For example, Martin Luther King would wear fake glasses because he thought it would change his persona. When he put them on, he said he walked and talked different. Or different athletes, I think he talked about Shaquille O’Neil. In the hardest games, Shaquille would put himself in the Jason mindset of best thriller movie where he was just impenetrable, unstoppable.

For me, that’s a toolset. I use it in some ways too, you get into certain predicaments and you might turn and say, maybe a mentor or someone you know, how would they solve this problem?

Fred Diamond: We have an interesting question here that’s coming from Nicholas and Nicholas is in the DC region. Nicholas says, “I started as a sales rep a year ago.” That must have been after the pandemic kicked in. It’s interesting, we have a whole bunch of SDR and BDR type people, I know you manage inside sales as well, who’ve started after the pandemic kicked in.

They never have been to the office, they started from their house, they’re probably still working from their apartment or their parent’s basement or whatever it might be. His question is, what are Greg’s advice for me?

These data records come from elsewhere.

//! Frequency alignment and sentinel imputation.
//!
//! Turns a `RawSeries` into a `CleanSeries`: chronological order, no
//! duplicate timestamps (last occurrence wins), sentinel values replaced
//! by the most recent valid prior value. Strictly forward-fill — a future
//! value never fills a past gap, and a leading sentinel run stays absent
//! because there is nothing valid to carry forward yet.

use std::collections::BTreeMap;

use crate::types::{CleanSeries, RawSeries};

/// Clean a raw series and tag it with its entity and output column.
pub fn clean(raw: &RawSeries, entity: Option<&str>, column: &str) -> CleanSeries {
    // BTreeMap gives chronological order; inserting in source order means
    // the last occurrence of a duplicated timestamp wins.
    let mut by_date = BTreeMap::new();
    for point in &raw.points {
        by_date.insert(point.date, point.value);
    }

    let mut points = Vec::with_capacity(by_date.len());
    let mut last_valid: Option<f64> = None;

    for (date, value) in by_date {
        let is_sentinel = raw.sentinel.map(|s| value == s).unwrap_or(false);
        if is_sentinel {
            match last_valid {
                Some(prior) => points.push((date, prior)),
                None => continue, // leading gap, nothing to carry forward
            }
        } else {
            last_valid = Some(value);
            points.push((date, value));
        }
    }

    CleanSeries::new(entity, column, points)
}

// ---------------------------------------------------------------------------
// Tests
// ---------------------------------------------------------------------------

#[cfg(test)]
mod tests {
    use super::*;
    use crate::types::{RawPoint, RawSeries};
    use chrono::NaiveDate;

    fn d(s: &str) -> NaiveDate {
        s.parse().unwrap()
    }

    fn raw(points: &[(&str, f64)], sentinel: Option<f64>) -> RawSeries {
        RawSeries::new(
            "test",
            "TEST",
            points
                .iter()
                .map(|(date, value)| RawPoint {
                    date: d(date),
                    value: *value,
                })
                .collect(),
            sentinel,
        )
    }

    #[test]
    fn test_forward_fill_scenario() {
        // Spec'd scenario: [10, -1, 12] with sentinel -1 → [10, 10, 12].
        let series = raw(
            &[
                ("2024-01-01", 10.0),
                ("2024-01-02", -1.0),
                ("2024-01-03", 12.0),
            ],
            Some(-1.0),
        );
        let cleaned = clean(&series, None, "EURTWD");
        let values: Vec<f64> = cleaned.points.iter().map(|(_, v)| *v).collect();
        assert_eq!(values, vec![10.0, 10.0, 12.0]);
    }

    #[test]
    fn test_leading_sentinels_stay_absent() {
        let series = raw(
            &[
                ("2024-01-01", -1.0),
                ("2024-01-02", -1.0),
                ("2024-01-03", 12.0),
                ("2024-01-04", -1.0),
            ],
            Some(-1.0),
        );
        let cleaned = clean(&series, None, "EURTWD");
        assert_eq!(cleaned.first_date(), Some(d("2024-01-03")));
        let values: Vec<f64> = cleaned.points.iter().map(|(_, v)| *v).collect();
        assert_eq!(values, vec![12.0, 12.0]);
    }

    #[test]
    fn test_no_future_value_fills_past_gap() {
        // All-sentinel prefix must not borrow from the first valid value.
        let series = raw(&[("2024-01-01", -1.0), ("2024-01-02", 5.0)], Some(-1.0));
        let cleaned = clean(&series, None, "X");
        assert_eq!(cleaned.len(), 1);
        assert_eq!(cleaned.points[0], (d("2024-01-02"), 5.0));
    }

    #[test]
    fn test_unsorted_input_is_sorted() {
        let series = raw(
            &[
                ("2024-01-03", 3.0),
                ("2024-01-01", 1.0),
                ("2024-01-02", 2.0),
            ],
            None,
        );
        let cleaned = clean(&series, None, "X");
        let dates: Vec<NaiveDate> = cleaned.points.iter().map(|(d, _)| *d).collect();
        assert_eq!(dates, vec![d("2024-01-01"), d("2024-01-02"), d("2024-01-03")]);
    }

    #[test]
    fn test_duplicate_timestamp_last_wins() {
        let series = raw(
            &[
                ("2024-01-01", 1.0),
                ("2024-01-02", 2.0),
                ("2024-01-01", 9.0),
            ],
            None,
        );
        let cleaned = clean(&series, None, "X");
        assert_eq!(cleaned.len(), 2);
        assert_eq!(cleaned.points[0], (d("2024-01-01"), 9.0));
    }

    #[test]
    fn test_no_sentinel_definition_passes_values_through() {
        // -1 is a legitimate value when the provider has no sentinel.
        let series = raw(&[("2024-01-01", -1.0), ("2024-01-02", -2.5)], None);
        let cleaned = clean(&series, None, "Spread");
        let values: Vec<f64> = cleaned.points.iter().map(|(_, v)| *v).collect();
        assert_eq!(values, vec![-1.0, -2.5]);
    }

    #[test]
    fn test_no_sentinel_after_first_valid() {
        // Forward-fill completeness property.
        let series = raw(
            &[
                ("2024-01-01", -1.0),
                ("2024-01-02", 7.0),
                ("2024-01-03", -1.0),
                ("2024-01-04", -1.0),
                ("2024-01-05", 8.0),
            ],
            Some(-1.0),
        );
        let cleaned = clean(&series, None, "X");
        assert!(cleaned.points.iter().all(|(_, v)| *v != -1.0));
        let values: Vec<f64> = cleaned.points.iter().map(|(_, v)| *v).collect();
        assert_eq!(values, vec![7.0, 7.0, 7.0, 8.0]);
    }

    #[test]
    fn test_entity_and_column_tags() {
        let series = raw(&[("2024-01-01", 1.0)], None);
        let cleaned = clean(&series, Some("Germany"), "GDP");
        assert_eq!(cleaned.entity.as_deref(), Some("Germany"));
        assert_eq!(cleaned.column, "GDP");
    }

    #[test]
    fn test_empty_input() {
        let series = raw(&[], Some(-1.0));
        let cleaned = clean(&series, None, "X");
        assert!(cleaned.is_empty());
    }
}
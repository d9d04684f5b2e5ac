//! The collection pipeline: fetch, clean, derive, merge.

pub mod clean;
pub mod derive;
pub mod merge;
pub mod runner;

pub use clean::clean;
pub use merge::{LongTable, WideTable};
pub use runner::{Pipeline, RunOutput, RunReport};
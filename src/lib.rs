//! MACROFIN — European macro and FX data pipeline
//!
//! Library crate exposing all modules for use by integration tests
//! and the binary entry point.

pub mod config;
pub mod types;
pub mod resolver;
pub mod providers;
pub mod pipeline;
pub mod export;
//! Derived metrics: percentage changes and spreads.
//!
//! Period-over-period changes use frequency-aware lag counts — 4 for
//! quarterly, 12 for monthly, 1 for daily — so a "year over year" rate
//! means the same thing regardless of cadence. The first `lag`
//! observations have no defined change and stay absent, never zero.

use crate::types::{CleanSeries, Frequency};

/// Decimal places for derived percentage values.
const ROUND_DP: i32 = 2;

fn round(value: f64) -> f64 {
    let factor = 10f64.powi(ROUND_DP);
    (value * factor).round() / factor
}

/// A cleaned series together with one derived column.
///
/// Computed once per fetch; both halves are immutable afterwards.
#[derive(Debug, Clone)]
pub struct DerivedSeries {
    pub base: CleanSeries,
    pub derived: CleanSeries,
}

/// Append a percentage-change column at the frequency's lag.
///
/// `derived[t] = (value[t] / value[t - lag] - 1) * 100`, rounded.
/// Observations whose lagged denominator is zero are left absent.
pub fn with_pct_change(base: CleanSeries, frequency: Frequency, column: &str) -> DerivedSeries {
    let lag = frequency.lag();
    let mut points = Vec::new();

    for (i, (date, value)) in base.points.iter().enumerate() {
        if i < lag {
            continue;
        }
        let (_, prior) = base.points[i - lag];
        if prior == 0.0 {
            continue;
        }
        points.push((*date, round((value / prior - 1.0) * 100.0)));
    }

    let derived = CleanSeries::new(base.entity.as_deref(), column, points);
    DerivedSeries { base, derived }
}

/// Difference `a − b` on every date where both sides have a value.
///
/// Dates present in only one input are dropped — a spread against an
/// absent leg is undefined, not zero.
pub fn spread(a: &CleanSeries, b: &CleanSeries, column: &str) -> CleanSeries {
    let mut points = Vec::new();
    let mut ai = a.points.iter().peekable();
    let mut bi = b.points.iter().peekable();

    while let (Some((ad, av)), Some((bd, bv))) = (ai.peek(), bi.peek()) {
        match ad.cmp(bd) {
            std::cmp::Ordering::Equal => {
                points.push((*ad, round(av - bv)));
                ai.next();
                bi.next();
            }
            std::cmp::Ordering::Less => {
                ai.next();
            }
            std::cmp::Ordering::Greater => {
                bi.next();
            }
        }
    }

    CleanSeries::new(None, column, points)
}

// ---------------------------------------------------------------------------
// Tests
// ---------------------------------------------------------------------------

#[cfg(test)]
mod tests {
    use super::*;
    use chrono::NaiveDate;

    fn d(s: &str) -> NaiveDate {
        s.parse().unwrap()
    }

    fn series(points: &[(&str, f64)]) -> CleanSeries {
        CleanSeries::new(
            None,
            "X",
            points.iter().map(|(date, v)| (d(date), *v)).collect(),
        )
    }

    #[test]
    fn test_daily_lag_one() {
        let base = series(&[
            ("2024-01-01", 100.0),
            ("2024-01-02", 102.0),
            ("2024-01-03", 96.9),
        ]);
        let out = with_pct_change(base, Frequency::Daily, "Diff (%)");
        assert_eq!(out.derived.len(), 2);
        assert_eq!(out.derived.points[0], (d("2024-01-02"), 2.0));
        assert_eq!(out.derived.points[1], (d("2024-01-03"), -5.0));
    }

    #[test]
    fn test_quarterly_lag_four() {
        // Five quarters: only the last has a year-ago comparison.
        let base = series(&[
            ("2023-01-01", 100.0),
            ("2023-04-01", 101.0),
            ("2023-07-01", 102.0),
            ("2023-10-01", 103.0),
            ("2024-01-01", 110.0),
        ]);
        let out = with_pct_change(base, Frequency::Quarterly, "GDP YoY (%)");
        assert_eq!(out.derived.len(), 1);
        assert_eq!(out.derived.points[0], (d("2024-01-01"), 10.0));
    }

    #[test]
    fn test_first_lag_entries_absent() {
        let points: Vec<(String, f64)> = (1..=14)
            .map(|m| {
                let (y, m) = if m > 12 { (2025, m - 12) } else { (2024, m) };
                (format!("{y}-{m:02}-01"), 100.0 + m as f64)
            })
            .collect();
        let refs: Vec<(&str, f64)> = points.iter().map(|(s, v)| (s.as_str(), *v)).collect();
        let base = series(&refs);
        let out = with_pct_change(base, Frequency::Monthly, "YoY");
        // 14 observations, lag 12 → exactly 2 derived values.
        assert_eq!(out.derived.len(), 2);
        assert_eq!(out.derived.first_date(), Some(d("2025-01-01")));
    }

    #[test]
    fn test_rounding_to_two_decimals() {
        let base = series(&[("2024-01-01", 3.0), ("2024-01-02", 4.0)]);
        let out = with_pct_change(base, Frequency::Daily, "Diff (%)");
        // 33.333...% rounds to 33.33.
        assert_eq!(out.derived.points[0].1, 33.33);
    }

    #[test]
    fn test_zero_denominator_left_absent() {
        let base = series(&[("2024-01-01", 0.0), ("2024-01-02", 5.0)]);
        let out = with_pct_change(base, Frequency::Daily, "Diff (%)");
        assert!(out.derived.is_empty());
    }

    #[test]
    fn test_base_preserved_unchanged() {
        let base = series(&[("2024-01-01", 100.0), ("2024-01-02", 102.0)]);
        let original = base.points.clone();
        let out = with_pct_change(base, Frequency::Daily, "Diff (%)");
        assert_eq!(out.base.points, original);
    }

    #[test]
    fn test_spread_on_common_dates() {
        let a = series(&[
            ("2024-01-01", 4.0),
            ("2024-01-02", 4.1),
            ("2024-01-04", 4.2),
        ]);
        let b = series(&[
            ("2024-01-02", 3.0),
            ("2024-01-03", 3.1),
            ("2024-01-04", 3.2),
        ]);
        let s = spread(&a, &b, "10YY Spread");
        assert_eq!(s.len(), 2);
        assert_eq!(s.points[0], (d("2024-01-02"), 1.1));
        assert_eq!(s.points[1], (d("2024-01-04"), 1.0));
    }

    #[test]
    fn test_spread_disjoint_dates_is_empty() {
        let a = series(&[("2024-01-01", 4.0)]);
        let b = series(&[("2024-01-02", 3.0)]);
        assert!(spread(&a, &b, "S").is_empty());
    }

    #[test]
    fn test_spread_can_be_negative() {
        let a = series(&[("2024-01-01", 2.0)]);
        let b = series(&[("2024-01-01", 3.5)]);
        let s = spread(&a, &b, "S");
        assert_eq!(s.points[0].1, -1.5);
    }
}
//! FRED (Federal Reserve Economic Data) series provider.
//!
//! Serves every macro indicator plus the ECB policy rate and sovereign
//! yields — FRED mirrors the Eurostat and OECD series this pipeline needs
//! under one identifier scheme.
//!
//! API: `https://api.stlouisfed.org/fred/series/observations`
//! Auth: API key via `api_key` query param. Free registration.
//! Rate limit: 120 req/min.
//!
//! Missing observations come back as the literal string `"."`. Those are
//! structurally absent dates, not sentinel values — they are dropped at
//! parse time and never reach the imputer.

use anyhow::{Context, Result};
use async_trait::async_trait;
use chrono::NaiveDate;
use reqwest::Client;
use serde::Deserialize;
use tracing::debug;

use super::{fetch_err, send_with_retry, RetryPolicy, SeriesProvider};
use crate::types::{PipelineError, RawPoint, RawSeries};

const BASE_URL: &str = "https://api.stlouisfed.org/fred/series/observations";
const PROVIDER_NAME: &str = "fred";

// ---------------------------------------------------------------------------
// API response types
// ---------------------------------------------------------------------------

#[derive(Debug, Deserialize)]
struct FredResponse {
    #[serde(default)]
    observations: Vec<FredObservation>,
}

#[derive(Debug, Deserialize)]
struct FredObservation {
    date: String,
    /// Numeric string, or `"."` for a missing observation.
    value: String,
}

// ---------------------------------------------------------------------------
// Provider
// ---------------------------------------------------------------------------

pub struct FredProvider {
    http: Client,
    api_key: String,
    retry: RetryPolicy,
}

impl FredProvider {
    pub fn new(api_key: String, retry: RetryPolicy) -> Result<Self> {
        let http = Client::builder()
            .timeout(std::time::Duration::from_secs(15))
            .user_agent("macrofin/0.1.0")
            .build()
            .context("Failed to build FRED HTTP client")?;
        Ok(Self {
            http,
            api_key,
            retry,
        })
    }

    /// Convert raw observations to points, dropping `"."` entries.
    fn parse_observations(
        code: &str,
        observations: Vec<FredObservation>,
    ) -> Result<Vec<RawPoint>, PipelineError> {
        let mut points = Vec::with_capacity(observations.len());
        for obs in observations {
            if obs.value == "." {
                continue;
            }
            let date = NaiveDate::parse_from_str(&obs.date, "%Y-%m-%d").map_err(|e| {
                fetch_err(
                    PROVIDER_NAME,
                    code,
                    format!("malformed date {:?}: {e}", obs.date),
                )
            })?;
            let value: f64 = obs.value.parse().map_err(|_| {
                fetch_err(
                    PROVIDER_NAME,
                    code,
                    format!("malformed value {:?} at {date}", obs.value),
                )
            })?;
            points.push(RawPoint { date, value });
        }
        Ok(points)
    }
}

#[async_trait]
impl SeriesProvider for FredProvider {
    fn name(&self) -> &str {
        PROVIDER_NAME
    }

    async fn fetch(
        &self,
        code: &str,
        start_date: NaiveDate,
    ) -> Result<RawSeries, PipelineError> {
        let start = start_date.format("%Y-%m-%d").to_string();
        let request = self.http.get(BASE_URL).query(&[
            ("series_id", code),
            ("api_key", self.api_key.as_str()),
            ("file_type", "json"),
            ("observation_start", start.as_str()),
            ("sort_order", "asc"),
        ]);

        let resp = send_with_retry(self.retry, request, PROVIDER_NAME, code).await?;

        let data: FredResponse = resp.json().await.map_err(|e| {
            fetch_err(PROVIDER_NAME, code, format!("malformed payload: {e}"))
        })?;

        if data.observations.is_empty() {
            return Err(fetch_err(PROVIDER_NAME, code, "empty result"));
        }

        let points = Self::parse_observations(code, data.observations)?;
        debug!(code, points = points.len(), "FRED series fetched");

        // FRED has no in-band sentinel; "." rows were dropped above.
        Ok(RawSeries::new(PROVIDER_NAME, code, points, None))
    }
}

// ---------------------------------------------------------------------------
// Tests
// ---------------------------------------------------------------------------
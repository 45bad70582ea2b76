// Profile Gate - Path Resolution
// Copyright 2026 Joseph Stone - All Rights Reserved
//
// Single source of truth for data root resolution.
// Walk-up discovery from binary location, then PROFILE_GATE_ROOT, then cwd.
// Cached via OnceLock for zero-overhead repeated access.

use std::path::{Path, PathBuf};
use std::sync::OnceLock;

static DATA_ROOT_CACHE: OnceLock<PathBuf> = OnceLock::new();

/// Environment variable that pins the data root.
pub const ROOT_ENV: &str = "PROFILE_GATE_ROOT";

/// Find the Profile Gate data root.
///
/// Resolution order:
///   1. Walk up from binary location looking for Cargo.toml
///   2. PROFILE_GATE_ROOT environment variable
///   3. Current working directory
pub fn data_root() -> &'static Path {
    DATA_ROOT_CACHE.get_or_init(|| {
        if let Ok(exe) = std::env::current_exe() {
            if let Some(root) = exe.canonicalize().ok().as_deref().and_then(find_marker_dir) {
                return root;
            }
        }

        if let Ok(root) = std::env::var(ROOT_ENV) {
            let p = PathBuf::from(&root);
            if p.exists() {
                return p;
            }
            log::warn!("{} points at missing directory {:?}, ignoring", ROOT_ENV, p);
        }

        std::env::current_dir().unwrap_or_else(|_| PathBuf::from("."))
    })
}

/// Nearest ancestor of `start` that holds a Cargo.toml.
fn find_marker_dir(start: &Path) -> Option<PathBuf> {
    let mut dir = start.parent();
    while let Some(d) = dir {
        if d.join("Cargo.toml").exists() {
            return Some(d.to_path_buf());
        }
        dir = d.parent();
    }
    None
}

/// Default JSON config location.
pub fn default_config_path() -> PathBuf {
    data_root().join("profile-gate.json")
}

/// Default LMDB guestbook directory.
pub fn default_guestbook_dir() -> PathBuf {
    data_root().join("LIVE/GUESTBOOK")
}

// ============================================================================
// TESTS
// ============================================================================
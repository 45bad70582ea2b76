// Profile Gate - Tool Catalog
// Copyright 2026 Joseph Stone - All Rights Reserved
//
// The fixed set of tools agents may call. Each descriptor carries its access
// tier and parameter schema; tools/list renders them as MCP definitions and
// the dispatcher validates arguments against the same specs.

use crate::config::FieldLimits;
use serde::{Deserialize, Serialize};
use serde_json::{json, Map, Value};

pub const GET_PROFILE: &str = "get_profile";
pub const GET_PROJECTS: &str = "get_projects";
pub const GET_WRITING: &str = "get_writing";
pub const GET_EXPERIENCE: &str = "get_experience";
pub const GET_SKILLS: &str = "get_skills";
pub const LEAVE_MESSAGE: &str = "leave_message";

/// Which callers may run a tool
#[derive(Debug, Clone, Copy, PartialEq, Eq, Hash, Serialize, Deserialize)]
#[serde(rename_all = "lowercase")]
pub enum AccessTier {
    /// Anyone, no prior interaction
    Free,
    /// Only callers whose session holds access
    Gated,
}

impl AccessTier {
    pub fn as_str(&self) -> &'static str {
        match self {
            AccessTier::Free => "free",
            AccessTier::Gated => "gated",
        }
    }
}

/// Typed tool identity, one per catalog entry
#[derive(Debug, Clone, Copy, PartialEq, Eq, Hash)]
pub enum ToolId {
    GetProfile,
    GetProjects,
    GetWriting,
    GetExperience,
    GetSkills,
    LeaveMessage,
}

#[derive(Debug, Clone, Copy, PartialEq, Eq)]
pub enum ParamType {
    String,
    Boolean,
    Integer,
}

impl ParamType {
    fn json_type(&self) -> &'static str {
        match self {
            ParamType::String => "string",
            ParamType::Boolean => "boolean",
            ParamType::Integer => "integer",
        }
    }
}

#[derive(Debug, Clone)]
pub struct ParamSpec {
    pub name: &'static str,
    pub kind: ParamType,
    pub description: &'static str,
    pub required: bool,
    /// Upper bound in characters (strings only)
    pub max_length: Option<usize>,
}

impl ParamSpec {
    fn optional(name: &'static str, kind: ParamType, description: &'static str) -> Self {
        Self { name, kind, description, required: false, max_length: None }
    }

    fn required(mut self) -> Self {
        self.required = true;
        self
    }

    fn max_length(mut self, max: usize) -> Self {
        self.max_length = Some(max);
        self
    }
}

#[derive(Debug, Clone)]
pub struct ToolDescriptor {
    pub id: ToolId,
    pub name: &'static str,
    pub description: &'static str,
    pub tier: AccessTier,
    pub params: Vec<ParamSpec>,
}

impl ToolDescriptor {
    /// JSON Schema for the tool's arguments
    pub fn input_schema(&self) -> Value {
        let mut properties = Map::new();
        for p in &self.params {
            let mut prop = json!({"type": p.kind.json_type(), "description": p.description});
            if let Some(max) = p.max_length {
                prop["maxLength"] = json!(max);
            }
            if p.kind == ParamType::String && p.required {
                prop["minLength"] = json!(1);
            }
            if p.kind == ParamType::Integer {
                prop["minimum"] = json!(0);
            }
            properties.insert(p.name.to_string(), prop);
        }
        let required: Vec<&str> = self.params.iter().filter(|p| p.required).map(|p| p.name).collect();
        json!({
            "type": "object",
            "properties": properties,
            "required": required,
        })
    }

    /// MCP tool definition as returned by tools/list
    pub fn definition(&self) -> Value {
        json!({
            "name": self.name,
            "description": self.description,
            "inputSchema": self.input_schema(),
            "annotations": {
                "readOnlyHint": self.id != ToolId::LeaveMessage,
                "access": self.tier.as_str(),
            }
        })
    }

    /// Check arguments against the declared params.
    /// Unknown extra keys are ignored.
    pub fn validate(&self, args: &Map<String, Value>) -> Result<(), String> {
        for p in &self.params {
            let value = match args.get(p.name) {
                None | Some(Value::Null) => {
                    if p.required {
                        return Err(format!("missing required parameter '{}'", p.name));
                    }
                    continue;
                }
                Some(v) => v,
            };
            match p.kind {
                ParamType::String => {
                    let s = value
                        .as_str()
                        .ok_or_else(|| format!("parameter '{}' must be a string", p.name))?;
                    if p.required && s.trim().is_empty() {
                        return Err(format!("parameter '{}' must not be empty", p.name));
                    }
                    if let Some(max) = p.max_length {
                        let len = s.trim().chars().count();
                        if len > max {
                            return Err(format!(
                                "parameter '{}' is too long ({} chars, max {})",
                                p.name, len, max
                            ));
                        }
                    }
                }
                ParamType::Boolean => {
                    if !value.is_boolean() {
                        return Err(format!("parameter '{}' must be a boolean", p.name));
                    }
                }
                ParamType::Integer => {
                    if value.as_u64().is_none() {
                        return Err(format!("parameter '{}' must be a non-negative integer", p.name));
                    }
                }
            }
        }
        Ok(())
    }
}

/// Ordered, immutable tool registry
#[derive(Debug, Clone)]
pub struct Catalog {
    tools: Vec<ToolDescriptor>,
}

impl Catalog {
    pub fn new(limits: &FieldLimits) -> Self {
        let tools = vec![
            ToolDescriptor {
                id: ToolId::GetProfile,
                name: GET_PROFILE,
                description: "Core profile: name, headline, location, summary and links. Also lists which tools are free and which are gated.",
                tier: AccessTier::Free,
                params: vec![],
            },
            ToolDescriptor {
                id: ToolId::GetProjects,
                name: GET_PROJECTS,
                description: "Projects with descriptions, tags and links. Filter by tag (case-insensitive) or featured flag.",
                tier: AccessTier::Free,
                params: vec![
                    ParamSpec::optional("tag", ParamType::String, "Only projects carrying this tag"),
                    ParamSpec::optional("featured_only", ParamType::Boolean, "Only featured projects"),
                ],
            },
            ToolDescriptor {
                id: ToolId::GetWriting,
                name: GET_WRITING,
                description: "Published articles and posts, newest first as listed. Filter by platform, cap with limit.",
                tier: AccessTier::Free,
                params: vec![
                    ParamSpec::optional("platform", ParamType::String, "Only pieces from this platform (e.g. blog, medium)"),
                    ParamSpec::optional("limit", ParamType::Integer, "Maximum number of pieces to return"),
                ],
            },
            ToolDescriptor {
                id: ToolId::GetExperience,
                name: GET_EXPERIENCE,
                description: "Work history with roles, dates and highlights. Gated: call leave_message first or send an intent credential.",
                tier: AccessTier::Gated,
                params: vec![
                    ParamSpec::optional("current_only", ParamType::Boolean, "Only roles held today"),
                ],
            },
            ToolDescriptor {
                id: ToolId::GetSkills,
                name: GET_SKILLS,
                description: "Skills grouped by category. Gated: call leave_message first or send an intent credential.",
                tier: AccessTier::Gated,
                params: vec![
                    ParamSpec::optional("category", ParamType::String, "Only this skill category"),
                ],
            },
            ToolDescriptor {
                id: ToolId::LeaveMessage,
                name: LEAVE_MESSAGE,
                description: "Sign the guestbook: say who you are and why you're here. Unlocks the gated tools for your session.",
                tier: AccessTier::Free,
                params: vec![
                    ParamSpec::optional("name", ParamType::String, "Your name, or the name of the human you act for")
                        .required()
                        .max_length(limits.name_max),
                    ParamSpec::optional("message", ParamType::String, "Why you are reaching out")
                        .required()
                        .max_length(limits.message_max),
                    ParamSpec::optional("agent_id", ParamType::String, "Identifier of the calling agent")
                        .max_length(limits.agent_id_max),
                    ParamSpec::optional("contact", ParamType::String, "How to reach you back (email, URL)")
                        .max_length(limits.contact_max),
                ],
            },
        ];

        Self { tools }
    }

    pub fn get(&self, name: &str) -> Option<&ToolDescriptor> {
        self.tools.iter().find(|t| t.name == name)
    }

    pub fn tools(&self) -> &[ToolDescriptor] {
        &self.tools
    }

    pub fn names(&self) -> Vec<&'static str> {
        self.tools.iter().map(|t| t.name).collect()
    }

    /// Names in one tier, catalog order
    pub fn names_in(&self, tier: AccessTier) -> Vec<&'static str> {
        self.tools.iter().filter(|t| t.tier == tier).map(|t| t.name).collect()
    }

    pub fn definitions(&self) -> Vec<Value> {
        self.tools.iter().map(ToolDescriptor::definition).collect()
    }
}

impl Default for Catalog {
    fn default() -> Self {
        Self::new(&FieldLimits::default())
    }
}

// ============================================================================
// TESTS
// ============================================================================
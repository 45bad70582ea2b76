// Profile Gate - Library Root
// Copyright 2026 Joseph Stone - All Rights Reserved
//
// All modules exported here for use by the binary and tests.

pub mod paths;
pub mod config;
pub mod catalog;
pub mod gate;
pub mod credential;
pub mod session;
pub mod profile;
pub mod tools;
pub mod mcp;
pub mod server;

// ============================================================================
// LMDB MODULES
// ============================================================================

/// GUESTBOOK: LMDB-backed append-only guestbook
pub mod guestbook;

Greg, for junior sales professionals, especially those who have spent somewhat of a decent portion of their career in quarantine, in lockdown, under pandemic. What would be your recommendations for them moving forward to be successful?

Greg Davison: That’s a great question. I’ve always said one day I’m going to write a book called Business Age, and it strikes me that when I was late 20s, I looked older, I already had gray hair and I was working the banking territory for IBM. One of my managers said, you had a great year and thank you but we’re going to take you away from this assignment. I said, why? He goes, we didn’t know how old you were, you’re not old enough to do that job.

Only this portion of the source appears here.